[Stored entries]
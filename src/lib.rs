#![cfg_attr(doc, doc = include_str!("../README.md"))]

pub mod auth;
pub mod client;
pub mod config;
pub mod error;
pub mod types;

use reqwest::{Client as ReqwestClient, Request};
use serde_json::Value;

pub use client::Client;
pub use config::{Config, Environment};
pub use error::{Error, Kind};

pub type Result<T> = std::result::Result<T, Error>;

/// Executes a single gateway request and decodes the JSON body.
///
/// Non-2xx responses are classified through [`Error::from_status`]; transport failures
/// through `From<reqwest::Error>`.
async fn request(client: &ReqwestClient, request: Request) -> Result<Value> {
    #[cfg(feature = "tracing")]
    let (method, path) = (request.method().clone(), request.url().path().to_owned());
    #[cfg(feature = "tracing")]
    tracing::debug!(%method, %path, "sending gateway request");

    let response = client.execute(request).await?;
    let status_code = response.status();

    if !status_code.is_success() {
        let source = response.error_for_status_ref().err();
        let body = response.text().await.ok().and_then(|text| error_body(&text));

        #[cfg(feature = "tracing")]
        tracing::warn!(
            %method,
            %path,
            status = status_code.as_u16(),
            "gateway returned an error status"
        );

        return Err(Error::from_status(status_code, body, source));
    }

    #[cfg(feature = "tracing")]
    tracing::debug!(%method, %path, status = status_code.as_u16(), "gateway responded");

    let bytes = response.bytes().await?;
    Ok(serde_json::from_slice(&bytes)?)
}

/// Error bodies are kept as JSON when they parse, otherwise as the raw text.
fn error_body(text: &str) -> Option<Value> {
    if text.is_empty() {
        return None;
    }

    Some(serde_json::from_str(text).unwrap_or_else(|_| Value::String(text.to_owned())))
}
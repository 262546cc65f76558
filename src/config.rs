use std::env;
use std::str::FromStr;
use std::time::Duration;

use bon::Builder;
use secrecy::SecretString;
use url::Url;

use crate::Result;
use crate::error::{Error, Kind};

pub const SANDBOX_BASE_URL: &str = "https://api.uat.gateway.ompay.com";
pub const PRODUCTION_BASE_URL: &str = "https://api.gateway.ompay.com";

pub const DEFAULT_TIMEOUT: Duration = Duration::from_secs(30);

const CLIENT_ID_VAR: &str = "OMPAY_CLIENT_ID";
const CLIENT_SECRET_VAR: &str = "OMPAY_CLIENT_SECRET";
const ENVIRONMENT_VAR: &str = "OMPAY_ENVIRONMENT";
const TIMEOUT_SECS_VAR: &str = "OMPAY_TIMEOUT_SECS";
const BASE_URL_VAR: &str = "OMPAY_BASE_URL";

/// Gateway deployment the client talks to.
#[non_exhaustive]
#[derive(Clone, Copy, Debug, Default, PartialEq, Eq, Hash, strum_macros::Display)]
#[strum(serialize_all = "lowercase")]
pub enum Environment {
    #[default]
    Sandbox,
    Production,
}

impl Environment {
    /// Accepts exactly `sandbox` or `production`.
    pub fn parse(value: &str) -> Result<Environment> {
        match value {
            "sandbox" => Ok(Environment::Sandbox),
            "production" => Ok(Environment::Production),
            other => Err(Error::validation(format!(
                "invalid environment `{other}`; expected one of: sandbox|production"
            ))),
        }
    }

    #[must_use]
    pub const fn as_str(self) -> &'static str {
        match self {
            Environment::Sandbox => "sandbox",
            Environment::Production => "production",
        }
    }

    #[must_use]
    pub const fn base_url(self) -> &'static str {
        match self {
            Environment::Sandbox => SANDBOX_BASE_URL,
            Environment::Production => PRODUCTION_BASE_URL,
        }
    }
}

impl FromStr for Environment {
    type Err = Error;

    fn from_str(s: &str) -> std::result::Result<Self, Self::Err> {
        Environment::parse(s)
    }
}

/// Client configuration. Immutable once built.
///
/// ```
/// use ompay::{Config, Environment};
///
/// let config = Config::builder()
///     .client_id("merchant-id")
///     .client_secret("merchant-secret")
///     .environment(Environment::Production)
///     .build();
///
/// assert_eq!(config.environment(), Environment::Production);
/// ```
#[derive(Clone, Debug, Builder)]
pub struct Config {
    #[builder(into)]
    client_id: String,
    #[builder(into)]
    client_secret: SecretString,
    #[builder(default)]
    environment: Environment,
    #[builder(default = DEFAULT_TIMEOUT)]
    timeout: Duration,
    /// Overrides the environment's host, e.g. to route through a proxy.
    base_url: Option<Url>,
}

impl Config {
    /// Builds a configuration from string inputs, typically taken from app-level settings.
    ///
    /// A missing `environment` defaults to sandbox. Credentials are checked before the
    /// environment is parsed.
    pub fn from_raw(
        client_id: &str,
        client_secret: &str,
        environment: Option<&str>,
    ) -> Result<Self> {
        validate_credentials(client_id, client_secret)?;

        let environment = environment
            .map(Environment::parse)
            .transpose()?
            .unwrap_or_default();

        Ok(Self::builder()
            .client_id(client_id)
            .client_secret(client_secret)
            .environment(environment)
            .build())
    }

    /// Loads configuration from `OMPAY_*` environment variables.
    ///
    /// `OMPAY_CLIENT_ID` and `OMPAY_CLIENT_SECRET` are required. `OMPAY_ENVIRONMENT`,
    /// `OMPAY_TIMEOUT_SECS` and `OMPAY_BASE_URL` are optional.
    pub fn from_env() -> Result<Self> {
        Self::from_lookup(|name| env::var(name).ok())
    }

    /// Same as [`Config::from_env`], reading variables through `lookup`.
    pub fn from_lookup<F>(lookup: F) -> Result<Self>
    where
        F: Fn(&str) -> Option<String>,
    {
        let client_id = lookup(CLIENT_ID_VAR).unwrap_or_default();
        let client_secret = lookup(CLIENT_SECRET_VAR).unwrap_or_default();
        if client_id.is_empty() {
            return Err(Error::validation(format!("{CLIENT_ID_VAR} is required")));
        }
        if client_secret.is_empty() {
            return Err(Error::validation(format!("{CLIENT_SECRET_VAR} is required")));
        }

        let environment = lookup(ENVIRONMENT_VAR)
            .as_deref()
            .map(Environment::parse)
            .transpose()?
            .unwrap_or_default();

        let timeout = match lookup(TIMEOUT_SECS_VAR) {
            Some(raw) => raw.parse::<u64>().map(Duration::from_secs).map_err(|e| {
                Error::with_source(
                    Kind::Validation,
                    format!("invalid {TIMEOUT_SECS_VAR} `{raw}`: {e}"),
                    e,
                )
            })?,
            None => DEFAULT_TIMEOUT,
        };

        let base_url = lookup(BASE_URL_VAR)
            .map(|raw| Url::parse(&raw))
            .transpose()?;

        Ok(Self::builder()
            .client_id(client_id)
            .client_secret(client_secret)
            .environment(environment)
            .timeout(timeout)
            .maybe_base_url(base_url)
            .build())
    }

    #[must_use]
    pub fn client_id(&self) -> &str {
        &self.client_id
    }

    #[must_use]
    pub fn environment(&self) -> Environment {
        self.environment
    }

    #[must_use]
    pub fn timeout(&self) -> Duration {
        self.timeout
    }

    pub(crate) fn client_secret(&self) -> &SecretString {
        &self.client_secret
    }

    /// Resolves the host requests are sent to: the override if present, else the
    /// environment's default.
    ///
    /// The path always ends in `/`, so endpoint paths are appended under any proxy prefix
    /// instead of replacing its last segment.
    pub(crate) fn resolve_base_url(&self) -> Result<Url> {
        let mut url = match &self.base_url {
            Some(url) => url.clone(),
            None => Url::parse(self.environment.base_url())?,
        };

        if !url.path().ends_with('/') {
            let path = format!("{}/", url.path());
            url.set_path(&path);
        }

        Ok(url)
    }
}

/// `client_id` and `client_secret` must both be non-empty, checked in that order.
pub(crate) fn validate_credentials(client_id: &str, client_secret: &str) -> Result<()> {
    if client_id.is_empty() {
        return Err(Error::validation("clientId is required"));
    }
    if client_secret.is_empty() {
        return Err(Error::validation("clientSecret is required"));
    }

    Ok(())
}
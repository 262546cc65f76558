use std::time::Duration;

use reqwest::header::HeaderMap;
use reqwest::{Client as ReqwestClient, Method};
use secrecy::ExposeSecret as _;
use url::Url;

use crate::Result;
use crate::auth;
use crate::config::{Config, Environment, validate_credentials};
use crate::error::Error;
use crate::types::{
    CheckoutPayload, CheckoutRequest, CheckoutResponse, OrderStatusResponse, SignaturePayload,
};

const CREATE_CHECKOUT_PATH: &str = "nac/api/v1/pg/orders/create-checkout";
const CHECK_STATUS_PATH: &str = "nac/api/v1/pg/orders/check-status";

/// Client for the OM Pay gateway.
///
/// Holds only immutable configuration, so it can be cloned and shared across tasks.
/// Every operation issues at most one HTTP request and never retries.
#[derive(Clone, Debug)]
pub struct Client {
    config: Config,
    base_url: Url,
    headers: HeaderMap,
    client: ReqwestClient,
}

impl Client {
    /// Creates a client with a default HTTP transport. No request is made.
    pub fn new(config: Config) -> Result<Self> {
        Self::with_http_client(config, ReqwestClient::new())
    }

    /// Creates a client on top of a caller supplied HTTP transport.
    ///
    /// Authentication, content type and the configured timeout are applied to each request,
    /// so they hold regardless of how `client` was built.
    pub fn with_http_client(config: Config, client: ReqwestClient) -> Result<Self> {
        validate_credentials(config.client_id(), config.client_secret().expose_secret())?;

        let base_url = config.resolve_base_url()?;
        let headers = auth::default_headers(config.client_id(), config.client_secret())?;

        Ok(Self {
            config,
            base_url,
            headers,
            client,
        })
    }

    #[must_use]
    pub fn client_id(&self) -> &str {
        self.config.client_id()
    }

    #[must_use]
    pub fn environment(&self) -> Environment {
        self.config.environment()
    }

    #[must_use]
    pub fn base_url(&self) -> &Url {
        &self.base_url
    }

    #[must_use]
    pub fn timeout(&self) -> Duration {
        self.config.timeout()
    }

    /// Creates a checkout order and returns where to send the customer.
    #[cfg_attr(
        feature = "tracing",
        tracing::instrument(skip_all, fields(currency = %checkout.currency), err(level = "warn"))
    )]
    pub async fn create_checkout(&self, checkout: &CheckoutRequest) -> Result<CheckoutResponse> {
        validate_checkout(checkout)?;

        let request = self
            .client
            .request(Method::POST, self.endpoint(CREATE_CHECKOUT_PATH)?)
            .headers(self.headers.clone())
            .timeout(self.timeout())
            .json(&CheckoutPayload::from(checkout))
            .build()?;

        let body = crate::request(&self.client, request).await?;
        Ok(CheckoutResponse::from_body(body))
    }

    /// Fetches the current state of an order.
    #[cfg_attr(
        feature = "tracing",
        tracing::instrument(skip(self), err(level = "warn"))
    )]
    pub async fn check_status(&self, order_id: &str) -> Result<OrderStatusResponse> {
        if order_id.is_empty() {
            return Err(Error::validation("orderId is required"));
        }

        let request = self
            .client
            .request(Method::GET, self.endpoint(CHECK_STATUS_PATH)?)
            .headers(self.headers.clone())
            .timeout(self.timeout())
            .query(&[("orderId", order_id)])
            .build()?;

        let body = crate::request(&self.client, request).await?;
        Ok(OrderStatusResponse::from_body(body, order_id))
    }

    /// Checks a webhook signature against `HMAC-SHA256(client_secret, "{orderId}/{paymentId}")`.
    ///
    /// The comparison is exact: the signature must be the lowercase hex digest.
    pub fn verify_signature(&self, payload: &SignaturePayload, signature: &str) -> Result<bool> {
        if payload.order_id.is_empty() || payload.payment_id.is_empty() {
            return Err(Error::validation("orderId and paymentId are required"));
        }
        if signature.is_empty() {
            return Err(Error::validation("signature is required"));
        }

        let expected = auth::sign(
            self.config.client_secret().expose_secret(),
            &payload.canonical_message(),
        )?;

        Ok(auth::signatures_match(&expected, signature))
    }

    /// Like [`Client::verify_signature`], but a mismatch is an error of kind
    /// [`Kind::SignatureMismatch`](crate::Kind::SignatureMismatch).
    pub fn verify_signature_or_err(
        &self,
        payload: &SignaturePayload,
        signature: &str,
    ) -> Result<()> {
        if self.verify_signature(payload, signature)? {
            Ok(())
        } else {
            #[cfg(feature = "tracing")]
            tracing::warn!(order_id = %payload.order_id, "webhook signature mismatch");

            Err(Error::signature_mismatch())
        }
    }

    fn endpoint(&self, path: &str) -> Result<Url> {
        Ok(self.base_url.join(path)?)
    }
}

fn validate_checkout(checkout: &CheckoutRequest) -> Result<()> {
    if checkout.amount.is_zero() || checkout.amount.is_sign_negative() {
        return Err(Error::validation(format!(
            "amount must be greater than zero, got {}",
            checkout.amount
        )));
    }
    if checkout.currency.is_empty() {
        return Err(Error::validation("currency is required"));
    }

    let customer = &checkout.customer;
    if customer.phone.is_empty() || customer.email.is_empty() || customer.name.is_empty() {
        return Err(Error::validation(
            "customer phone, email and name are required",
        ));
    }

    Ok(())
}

• _YOUR OBJECTIVE_:
Extract each line holding the word "HeaderMap" from the records.

• _ANSWER_:
use reqwest::header::HeaderMap;
    headers: HeaderMap,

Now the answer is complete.